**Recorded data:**
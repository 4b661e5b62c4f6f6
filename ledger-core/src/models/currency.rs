use super::{LedgerFailure, money};
use rust_decimal::Decimal;
use serde::{Deserialize, Serialize};
use time::Date;

/// A 3-letter ISO 4217 currency code, the identity of a currency.
///
/// Codes are validated and uppercased at construction; a code referenced
/// by a monetary record is immutable thereafter.
#[derive(Debug, Clone, PartialEq, Eq, Hash, PartialOrd, Ord, Serialize, Deserialize)]
#[serde(try_from = "String", into = "String")]
pub struct CurrencyCode(String);

impl CurrencyCode {
    /// Validate and normalize a currency code (3 ASCII letters, uppercased).
    pub fn new(code: impl AsRef<str>) -> Result<Self, LedgerFailure> {
        let code = code.as_ref().trim();
        if code.len() == 3 && code.chars().all(|c| c.is_ascii_alphabetic()) {
            Ok(Self(code.to_ascii_uppercase()))
        } else {
            Err(LedgerFailure::invalid(format!(
                "currency code must be 3 letters, got {code:?}"
            )))
        }
    }

    /// The normalized code as a string slice.
    pub fn as_str(&self) -> &str {
        &self.0
    }
}

impl std::fmt::Display for CurrencyCode {
    fn fmt(&self, f: &mut std::fmt::Formatter<'_>) -> std::fmt::Result {
        f.write_str(&self.0)
    }
}

impl std::str::FromStr for CurrencyCode {
    type Err = LedgerFailure;

    fn from_str(s: &str) -> Result<Self, Self::Err> {
        Self::new(s)
    }
}

impl TryFrom<String> for CurrencyCode {
    type Error = LedgerFailure;

    fn try_from(value: String) -> Result<Self, Self::Error> {
        Self::new(value)
    }
}

impl From<CurrencyCode> for String {
    fn from(value: CurrencyCode) -> Self {
        value.0
    }
}

/// A currency known to the ledger.
#[derive(Debug, Clone, PartialEq, Eq, Serialize, Deserialize)]
pub struct Currency {
    /// The 3-letter code identifying this currency.
    pub code: CurrencyCode,
    /// Display symbol, e.g. `$` or `€`.
    pub symbol: String,
    /// Inactive currencies are kept for historical records but excluded
    /// from new quotes.
    pub active: bool,
}

/// Distinguishes parallel quotation regimes for the same currency pair
/// and date (e.g. official vs. informal market).
#[derive(Debug, Clone, Copy, PartialEq, Eq, Hash, Serialize, Deserialize)]
#[serde(rename_all = "lowercase")]
pub enum QuoteKind {
    /// The official market quotation.
    Official,
    /// The informal ("parallel") market quotation.
    Parallel,
}

impl QuoteKind {
    /// Stable string form used for storage and display.
    pub fn as_str(self) -> &'static str {
        match self {
            QuoteKind::Official => "official",
            QuoteKind::Parallel => "parallel",
        }
    }
}

impl std::fmt::Display for QuoteKind {
    fn fmt(&self, f: &mut std::fmt::Formatter<'_>) -> std::fmt::Result {
        f.write_str(self.as_str())
    }
}

impl std::str::FromStr for QuoteKind {
    type Err = LedgerFailure;

    fn from_str(s: &str) -> Result<Self, Self::Err> {
        match s {
            "official" => Ok(QuoteKind::Official),
            "parallel" => Ok(QuoteKind::Parallel),
            other => Err(LedgerFailure::invalid(format!(
                "unknown quote kind {other:?}"
            ))),
        }
    }
}

/// A dated conversion factor between two currencies.
///
/// Identity is the tuple (from, to, kind, day); the day is always a civil
/// date (midnight-normalized). `value` is to-currency units per 1
/// from-currency unit.
#[derive(Debug, Clone, PartialEq, Eq, Serialize, Deserialize)]
pub struct ExchangeRate {
    /// Currency being converted from.
    pub from: CurrencyCode,
    /// Currency being converted to.
    pub to: CurrencyCode,
    /// Quotation regime of this rate.
    pub kind: QuoteKind,
    /// Civil date the rate applies to.
    pub day: Date,
    /// To-currency units per 1 from-currency unit.
    pub value: Decimal,
    /// Label of whoever supplied the rate.
    pub source: Option<String>,
}

/// The outcome of a currency conversion, with enough detail to disclose
/// which rate was applied.
#[derive(Debug, Clone, PartialEq, Eq, Serialize, Deserialize)]
pub struct Conversion {
    /// The converted, rounded amount.
    pub amount: Decimal,
    /// The rate that was applied (1 for identity conversions).
    pub rate: Decimal,
    /// The day the applied rate was quoted for, when a lookup occurred.
    pub day: Option<Date>,
    /// Where the rate came from (`parity` for identity conversions).
    pub source: String,
}

impl Conversion {
    /// An identity conversion: same currency on both sides, no rate lookup.
    pub fn identity(amount: Decimal) -> Self {
        Self {
            amount: money::round(amount),
            rate: Decimal::ONE,
            day: None,
            source: "parity".into(),
        }
    }
}

/// One entry of a bulk rate refresh.
#[derive(Debug, Clone, PartialEq, Eq, Serialize, Deserialize)]
pub struct RateEntry {
    /// Currency being converted from.
    pub from: CurrencyCode,
    /// Currency being converted to.
    pub to: CurrencyCode,
    /// To-currency units per 1 from-currency unit.
    pub value: Decimal,
    /// Label of whoever supplied the rate.
    pub source: Option<String>,
}

/// An entry skipped during a bulk rate refresh, with the reason.
#[derive(Debug, Clone, PartialEq, Eq, Serialize, Deserialize)]
pub struct SkippedRate {
    /// Currency pair of the skipped entry.
    pub from: CurrencyCode,
    /// Currency pair of the skipped entry.
    pub to: CurrencyCode,
    /// Why the entry was not applied.
    pub reason: LedgerFailure,
}

/// Result of a bulk rate refresh. Skips are reported, never fatal: a bulk
/// refresh favors partial progress over all-or-nothing.
#[derive(Debug, Clone, Default, PartialEq, Eq, Serialize, Deserialize)]
pub struct BulkRateOutcome {
    /// Number of rates inserted or updated.
    pub applied: usize,
    /// Entries that could not be applied.
    pub skipped: Vec<SkippedRate>,
}
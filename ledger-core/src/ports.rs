mod currency;
mod identity;
mod price;
mod reconciliation;

pub use currency::CurrencyRepository;
pub use identity::IdentityRepository;
pub use price::PriceHistoryRepository;
pub use reconciliation::ReconciliationRepository;

/// Base contract shared by every repository port.
///
/// `Error` is the backend's own infrastructure failure (connection loss,
/// corrupt row, ...). Domain failures travel separately as
/// [`crate::models::LedgerFailure`] in the inner result of each operation.
pub trait Repository: Send + Sync {
    /// The backend's infrastructure error type.
    type Error: std::error::Error + Send + Sync + 'static;
}

// The "marker" trait that is used everywhere and implies implementation of all the above
pub trait LedgerRepository:
    CurrencyRepository + PriceHistoryRepository + ReconciliationRepository
{
}
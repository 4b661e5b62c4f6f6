use crate::{
    Db, StoreError,
    types::{self, CurrencyRow, RateRow},
};
use ledger_core::{
    models::{Currency, CurrencyCode, ExchangeRate, LedgerFailure, QuoteKind},
    ports::CurrencyRepository,
};
use rust_decimal::Decimal;
use time::{Date, OffsetDateTime};

impl CurrencyRepository for Db {
    async fn currency_by_code(&self, code: CurrencyCode) -> Result<Option<Currency>, StoreError> {
        sqlx::query_as::<_, CurrencyRow>(
            "select code, symbol, active from currency where code = ?",
        )
        .bind(code.as_str())
        .fetch_optional(&self.reader)
        .await?
        .map(Currency::try_from)
        .transpose()
    }

    async fn upsert_rate(
        &self,
        rate: ExchangeRate,
    ) -> Result<Result<ExchangeRate, LedgerFailure>, StoreError> {
        if rate.value <= Decimal::ZERO {
            return Ok(Err(LedgerFailure::invalid(format!(
                "rate value must be positive, got {}",
                rate.value
            ))));
        }
        if rate.from == rate.to {
            return Ok(Err(LedgerFailure::invalid(format!(
                "rate pair must differ, got {} -> {}",
                rate.from, rate.to
            ))));
        }
        for code in [&rate.from, &rate.to] {
            if self.currency_by_code(code.clone()).await?.is_none() {
                return Ok(Err(LedgerFailure::not_found(format!("currency {code}"))));
            }
        }

        // The (from, to, kind, day) tuple is the rate's identity; a second
        // quote for the same tuple replaces the value instead of stacking.
        sqlx::query(
            "insert into exchange_rate (id, from_code, to_code, kind, day, value, source) \
             values (?, ?, ?, ?, ?, ?, ?) \
             on conflict (from_code, to_code, kind, day) \
             do update set value = excluded.value, source = excluded.source",
        )
        .bind(uuid::Uuid::new_v4().to_string())
        .bind(rate.from.as_str())
        .bind(rate.to.as_str())
        .bind(rate.kind.as_str())
        .bind(types::fmt_day(rate.day))
        .bind(rate.value.to_string())
        .bind(rate.source.as_deref())
        .execute(&self.writer)
        .await?;

        tracing::debug!(from = %rate.from, to = %rate.to, kind = %rate.kind, value = %rate.value, "rate upserted");
        Ok(Ok(rate))
    }

    async fn rate_as_of(
        &self,
        from: CurrencyCode,
        to: CurrencyCode,
        day: Option<Date>,
        kind: QuoteKind,
    ) -> Result<Option<ExchangeRate>, StoreError> {
        let row = match day {
            // Exact-date lookup: an absent day is a miss, never a fallback.
            Some(day) => {
                sqlx::query_as::<_, RateRow>(
                    "select from_code, to_code, kind, day, value, source \
                     from exchange_rate \
                     where from_code = ? and to_code = ? and kind = ? and day = ?",
                )
                .bind(from.as_str())
                .bind(to.as_str())
                .bind(kind.as_str())
                .bind(types::fmt_day(day))
                .fetch_optional(&self.reader)
                .await?
            }
            None => {
                let today = types::fmt_day(OffsetDateTime::now_utc().date());
                sqlx::query_as::<_, RateRow>(
                    "select from_code, to_code, kind, day, value, source \
                     from exchange_rate \
                     where from_code = ? and to_code = ? and kind = ? and day <= ? \
                     order by day desc \
                     limit 1",
                )
                .bind(from.as_str())
                .bind(to.as_str())
                .bind(kind.as_str())
                .bind(today)
                .fetch_optional(&self.reader)
                .await?
            }
        };
        row.map(ExchangeRate::try_from).transpose()
    }
}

**What this task involves:** Report only how many lines in the records contain the word "static".

**Completed task:** 2